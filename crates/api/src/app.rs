use axum::{
    middleware,
    routing::{delete, get, post},
    Router,
};
use std::sync::Arc;
use std::time::Duration;
use tower_http::{
    compression::CompressionLayer,
    cors::{Any, CorsLayer},
    timeout::TimeoutLayer,
    trace::TraceLayer,
};

use crate::config::Config;
use crate::middleware::{
    metrics_handler, metrics_middleware, optional_session_middleware,
    security_headers_middleware, session_middleware, trace_id,
};
use crate::routes::{alerts, dashboard, health};
use crate::services::{SessionCookie, SessionRegistry};

#[derive(Clone)]
pub struct AppState {
    pub config: Arc<Config>,
    pub sessions: Arc<SessionRegistry>,
    pub cookies: SessionCookie,
}

impl AppState {
    pub fn new(config: Config) -> Self {
        let sessions = Arc::new(SessionRegistry::from_config(&config));
        let cookies = SessionCookie::new(config.session.clone());
        Self {
            config: Arc::new(config),
            sessions,
            cookies,
        }
    }
}

pub fn create_app(config: Config) -> Router {
    create_app_with_state(AppState::new(config))
}

pub fn create_app_with_state(state: AppState) -> Router {
    let config = state.config.clone();

    // Build CORS layer based on configuration
    let cors = if config.security.cors_origins.is_empty() {
        CorsLayer::new()
            .allow_origin(Any)
            .allow_methods(Any)
            .allow_headers(Any)
    } else {
        use tower_http::cors::AllowOrigin;
        let origins: Vec<_> = config
            .security
            .cors_origins
            .iter()
            .filter_map(|o| o.parse().ok())
            .collect();
        CorsLayer::new()
            .allow_origin(AllowOrigin::list(origins))
            .allow_methods(Any)
            .allow_headers(Any)
    };

    // Page load and submissions, bound to a session created on demand
    let session_routes = Router::new()
        .route("/", get(dashboard::show_dashboard))
        .route("/alerts", post(dashboard::submit_alert_form))
        .route("/api/v1/alerts", post(alerts::create_alert))
        .route_layer(middleware::from_fn_with_state(
            state.clone(),
            session_middleware,
        ));

    // Reads use an existing session when there is one and never create one
    let read_routes = Router::new()
        .route("/api/v1/alerts", get(alerts::list_alerts))
        .route("/api/v1/dashboard", get(alerts::get_dashboard))
        .route("/api/v1/map", get(alerts::get_map))
        .route("/api/v1/cards", get(alerts::get_cards))
        .route("/api/v1/session", delete(alerts::end_session))
        .route_layer(middleware::from_fn_with_state(
            state.clone(),
            optional_session_middleware,
        ));

    // Public routes (no session)
    let public_routes = Router::new()
        .route("/api/health", get(health::health_check))
        .route("/api/health/ready", get(health::ready))
        .route("/api/health/live", get(health::live))
        .route("/metrics", get(metrics_handler));

    Router::new()
        .merge(public_routes)
        .merge(session_routes)
        .merge(read_routes)
        // Global middleware (order matters: bottom layers run first)
        .layer(middleware::from_fn_with_state(
            state.clone(),
            security_headers_middleware,
        ))
        .layer(CompressionLayer::new())
        .layer(TimeoutLayer::new(Duration::from_secs(
            config.server.request_timeout_secs,
        )))
        .layer(middleware::from_fn(metrics_middleware))
        .layer(TraceLayer::new_for_http())
        .layer(middleware::from_fn(trace_id))
        .layer(cors)
        .with_state(state)
}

-*-*-

> WHAT TO DO
Copy out each line of the listing that holds the string "dashboard".

> OUTPUT OF THE TASK
use crate::routes::{alerts, dashboard, health};
        .route("/", get(dashboard::show_dashboard))
        .route("/alerts", post(dashboard::submit_alert_form))
        .route("/api/v1/dashboard", get(alerts::get_dashboard))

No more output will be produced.